Racconta Thomas: “io ho maturato il debito al test d’ingresso per quanto riguarda tedesco e la risposta che mi è stata data dalla segreteria o dalla docente – non mi ricordo – è stata che essendoci stati pochi studenti ad aver conseguito il debito in tedesco al test d’ingresso non valeva la pena fare i corsi di recupero. Quindi è stato deciso che, per recuperare questa materia, lo studente avrebbe dovuto superare l’intero esame (linguistica, lettorato e orale)… non avendo però passato una parte mi sono ritrovato nella situazione di merda in cui quest’anno non riceverò la borsa di studio e probabilmente se non passerò il prossimo appello dovrò rendere i soldi dell’intera borsa di studio dell’anno passato…”

Si ha a che fare con un meccanismo di accreditamento infinito e artificioso: si attribuisce un debito ma si impedisce di colmarlo, non attivando specifici corsi di recupero. Non solo, i corsi di recupero vengono sostituiti con un esame del normale percorso accademico, ingenerando la palese contraddizione per la quale, pur dichiarando gli studenti “non idonei” e in debito formativo, si pretende di fargli colmare il debito accreditandosi regolarmente, conseguendo i crediti formativi di un esame. Da questa contraddizione il carattere puramente fittizio del “debito formativo”, il suo carattere strumentale.
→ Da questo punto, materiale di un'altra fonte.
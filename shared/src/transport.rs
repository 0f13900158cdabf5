//! Framed TCP transport to the middleware.
//!
//! Each datagram travels behind a 16-bit little-endian length prefix. The
//! socket is split and driven by two spawned tasks which only move frames
//! across unbounded channels, so repository state stays on one task.

use crate::datagram::Datagram;
use log::{debug, error, warn};
use std::io;
use tokio::io::{AsyncRead, AsyncReadExt, AsyncWrite, AsyncWriteExt};
use tokio::net::tcp::{OwnedReadHalf, OwnedWriteHalf};
use tokio::sync::mpsc;
use tokio::task::JoinHandle;

/// Reads one frame. Returns `None` on a clean close between frames.
///
/// A close anywhere inside a frame, including between the two prefix
/// bytes, is an `UnexpectedEof` error.
pub async fn read_frame<R>(reader: &mut R) -> io::Result<Option<Vec<u8>>>
where
    R: AsyncRead + Unpin,
{
    let mut prefix = [0u8; 2];
    if reader.read(&mut prefix[..1]).await? == 0 {
        return Ok(None);
    }
    reader.read_exact(&mut prefix[1..]).await?;

    let len = u16::from_le_bytes(prefix) as usize;
    let mut body = vec![0u8; len];
    reader.read_exact(&mut body).await?;
    Ok(Some(body))
}

pub async fn write_frame<W>(writer: &mut W, datagram: &Datagram) -> io::Result<()>
where
    W: AsyncWrite + Unpin,
{
    let frame = datagram
        .to_frame()
        .map_err(|e| io::Error::new(io::ErrorKind::InvalidData, e))?;
    writer.write_all(&frame).await?;
    writer.flush().await
}

/// Spawns task that forwards incoming frames until the peer goes away.
///
/// Dropping the sender on exit is how the owner learns the connection was
/// lost.
pub fn spawn_reader(mut reader: OwnedReadHalf, tx: mpsc::UnboundedSender<Vec<u8>>) -> JoinHandle<()> {
    tokio::spawn(async move {
        loop {
            match read_frame(&mut reader).await {
                Ok(Some(frame)) => {
                    if tx.send(frame).is_err() {
                        debug!("Frame receiver dropped, stopping reader");
                        break;
                    }
                }
                Ok(None) => {
                    debug!("Peer closed the connection");
                    break;
                }
                Err(e) => {
                    warn!("Error reading frame: {}", e);
                    break;
                }
            }
        }
    })
}

/// Spawns task that writes queued datagrams until the queue closes.
pub fn spawn_writer(
    mut writer: OwnedWriteHalf,
    mut rx: mpsc::UnboundedReceiver<Datagram>,
) -> JoinHandle<()> {
    tokio::spawn(async move {
        while let Some(datagram) = rx.recv().await {
            if let Err(e) = write_frame(&mut writer, &datagram).await {
                error!("Failed to send datagram: {}", e);
                break;
            }
        }

        let _ = writer.shutdown().await;
    })
}

#[cfg(test)]
mod tests {
    use super::*;

    #[tokio::test]
    async fn test_frame_through_duplex() {
        let (mut a, mut b) = tokio::io::duplex(64);

        let mut dg = Datagram::new();
        dg.add_u16(5);
        write_frame(&mut a, &dg).await.unwrap();

        let frame = read_frame(&mut b).await.unwrap().unwrap();
        assert_eq!(frame, dg.as_bytes());
    }

    #[tokio::test]
    async fn test_clean_close_reads_none() {
        let (a, mut b) = tokio::io::duplex(64);
        drop(a);
        assert!(read_frame(&mut b).await.unwrap().is_none());
    }

    #[tokio::test]
    async fn test_close_inside_length_prefix_is_error() {
        let (mut a, mut b) = tokio::io::duplex(64);
        a.write_all(&[10]).await.unwrap();
        drop(a);

        let err = read_frame(&mut b).await.unwrap_err();
        assert_eq!(err.kind(), io::ErrorKind::UnexpectedEof);
    }

    #[tokio::test]
    async fn test_close_mid_frame_is_error() {
        let (mut a, mut b) = tokio::io::duplex(64);
        a.write_all(&[10, 0, 1, 2]).await.unwrap();
        drop(a);
        assert!(read_frame(&mut b).await.is_err());
    }
}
Questo meccanismo infatti diventa complementare a un’inclusione differenziale, un accesso su un piano di principio e di diritto garantito universalmente, ma in realtà limitato e regolamentato da dispositivi di controllo (i test) ed esclusione attraverso la moltiplicazione degli sbarramenti imposti (accreditamento costante in percorsi curricolari ed extra-curricolari).

La complementarietà tra accreditamento e inclusione differenziale si stabilisce su un governo emergenziale del sistema delle garanzie sociali: la mancanza di investimenti e di manutenzioni nelle strutture diventa l’alibi perfetto per imporre ricattabilità e ulteriori sbarramenti. Entro queste dinamiche viene inscritta anche l’esperienza di Thomas.

“io e un mio amico”, prosegue Thomas, “eravamo nella stessa situazione: aspettando i ripescaggi ERSU ci siamo ritrovati, con la chiusura della casa di via Roma [ennesima chiusura della struttura, in questa occasione a causa di perdite nel sistema idrico, ndr] a doverci cercare una camera in affitto. Oltre il danno anche la beffa, perchè abbiamo dovuto cercare la casa entro il 1° dicembre – per non perdere la borsa di studio – ed era già metà novembre.”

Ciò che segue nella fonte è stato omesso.